Pope Francis to travel to Luxembourg and Belgium in September

 

Queen Mathilde of Belgium meets with Pope Francis at the Vatican’s Apostolic Palace with her husband, King Philippe of the Belgians, on Sept. 14, 2023. / Credit: Vatican Media

Rome Newsroom, May 20, 2024 / 14:06 pm (CNA).

The Vatican announced Monday that Pope Francis will visit Luxembourg and Belgium at the end of September.

The pope will make a one-day stopover in Luxembourg on Sept. 26 before visiting three cities in Belgium to mark the 600th anniversary of the Catholic universities of Leuven and Louvain-la-Neuve from Sept. 26–29.

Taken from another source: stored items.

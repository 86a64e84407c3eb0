//! Leaderboard file persistence.
//!
//! One JSON file of `{name, best}` records, ordered by best descending.
//! Names are keyed case-insensitively and a resubmission only ever raises
//! an entry. Writes land in a temp file in the same directory and are
//! renamed over the destination, so readers never observe a partial file.

use std::cmp::Ordering;
use std::fs;
use std::io::Write;
use std::path::{Path, PathBuf};

use anyhow::{Context, Result};
use serde::{Deserialize, Serialize};
use tempfile::NamedTempFile;
use tracing::debug;

/// Longest accepted player name; longer submissions are truncated.
pub const MAX_NAME_LEN: usize = 64;

#[derive(Debug, Clone, PartialEq, Serialize, Deserialize)]
pub struct LeaderboardEntry {
    pub name: String,
    pub best: f64,
}

#[derive(Debug)]
pub struct Leaderboard {
    path: PathBuf,
}

impl Leaderboard {
    pub fn new(path: impl Into<PathBuf>) -> Self {
        Self { path: path.into() }
    }

    pub fn path(&self) -> &Path {
        &self.path
    }

    /// Read the board, best first. A missing file is an empty board;
    /// rows that do not parse as `{name, best}` are dropped.
    pub fn load(&self) -> Result<Vec<LeaderboardEntry>> {
        let bytes = match fs::read(&self.path) {
            Ok(bytes) => bytes,
            Err(err) if err.kind() == std::io::ErrorKind::NotFound => return Ok(Vec::new()),
            Err(err) => {
                return Err(err)
                    .with_context(|| format!("reading leaderboard at {}", self.path.display()));
            }
        };
        let rows: Vec<serde_json::Value> = serde_json::from_slice(&bytes)
            .with_context(|| format!("parsing leaderboard at {}", self.path.display()))?;
        let mut entries: Vec<LeaderboardEntry> = rows
            .into_iter()
            .filter_map(|row| serde_json::from_value(row).ok())
            .filter(|entry: &LeaderboardEntry| entry.best.is_finite())
            .collect();
        sort_best_first(&mut entries);
        Ok(entries)
    }

    /// Record `score` for `name`, returning the updated board.
    ///
    /// Empty names and non-finite scores are ignored; an existing entry
    /// (matched case-insensitively) is only raised, never lowered.
    pub fn submit(&self, name: &str, score: f64) -> Result<Vec<LeaderboardEntry>> {
        let name = name.trim();
        if name.is_empty() || !score.is_finite() {
            return self.load();
        }
        let name: String = name.chars().take(MAX_NAME_LEN).collect();
        let key = name.to_lowercase();

        let mut entries = self.load()?;
        match entries
            .iter_mut()
            .find(|entry| entry.name.to_lowercase() == key)
        {
            Some(entry) => {
                if score > entry.best {
                    entry.best = score;
                }
            }
            None => entries.push(LeaderboardEntry { name, best: score }),
        }
        sort_best_first(&mut entries);
        self.write(&entries)?;
        Ok(entries)
    }

    fn write(&self, entries: &[LeaderboardEntry]) -> Result<()> {
        let dir = self.path.parent().filter(|p| !p.as_os_str().is_empty());
        if let Some(dir) = dir {
            fs::create_dir_all(dir)
                .with_context(|| format!("creating leaderboard directory {}", dir.display()))?;
        }
        let mut tmp = NamedTempFile::new_in(dir.unwrap_or_else(|| Path::new(".")))
            .context("creating leaderboard temp file")?;
        serde_json::to_writer_pretty(&mut tmp, entries).context("encoding leaderboard")?;
        tmp.flush()?;
        tmp.persist(&self.path)
            .with_context(|| format!("replacing leaderboard at {}", self.path.display()))?;
        debug!(path = %self.path.display(), entries = entries.len(), "leaderboard written");
        Ok(())
    }
}

fn sort_best_first(entries: &mut [LeaderboardEntry]) {
    entries.sort_by(|a, b| b.best.partial_cmp(&a.best).unwrap_or(Ordering::Equal));
}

According to a website launched by the Catholic Church in Belgium, Pope Francis is expected to preside over a Sunday Mass in Brussels on Sept. 29 before heading back to Rome. Vatican spokesman Matteo Bruni said the pope’s full schedule will be released at a later date.

The pope’s European trip comes less than two weeks after he is scheduled to make an ambitious 12-day journey to Indonesia, Papua New Guinea, East Timor, and Singapore, the longest international trip since he was elected pope 11 years ago.

In total, Pope Francis is planning to visit six countries in the month of September after nearly a year of no international travel.

The 87-year-old has slowed down his schedule in recent months as health issues have forced him to cancel some public appearances and travels, including a planned trip to Abu Dhabi in December. Francis, who often uses a wheelchair, has not traveled internationally since September 2023, opting instead to make pastoral visits within Italy to the northern cities of Venice and Verona in the first half of 2024.

Pope Francis first expressed his intention to visit Belgium during an interview with the Mexican television network Televisa broadcast in December.

The Church in Belgium is grappling with a profound fallout from public outrage over the handling of clerical sexual abuse scandals. In March, Pope Francis laicized the bishop emeritus of Bruges, Roger Vangheluwe, many years after the former prelate admitted to repeatedly sexually abusing his nephews.

A previous archbishop of Brussels, the late Cardinal Godfried Danneels, reportedly called on a victim of Vangheluwe’s abuse to remain silent.

Archbishop Luc Terlinden of Mechelen-Brussels issued an apology to abuse survivors and expressed deep regret over the inclusion of reportedly three perpetrators of sexual abuse on an electoral list for the council of priests earlier this month.

According to the Church in Belgium’s 2023 annual report, 1,270 Catholics requested for their names to be removed from the baptismal register last year.

The pope received King Philippe and Queen Mathilde of Belgium in a formal audience at the  Vatican’s Apostolic Palace last fall.

Philippe, who ascended the Belgian throne 10 years ago, holds the title “Rex Catholicissimus,” or “(Most) Catholic Majesty,” and the queen is one of only a few women in the world who can wear white, rather than the customary black, when meeting the pope, a papal privilege referred to as the “privilège du blanc.”

The confirmation of the pope’s trip to Belgium makes the possibility of the pope visiting New York at the end of September to address the United Nations less likely.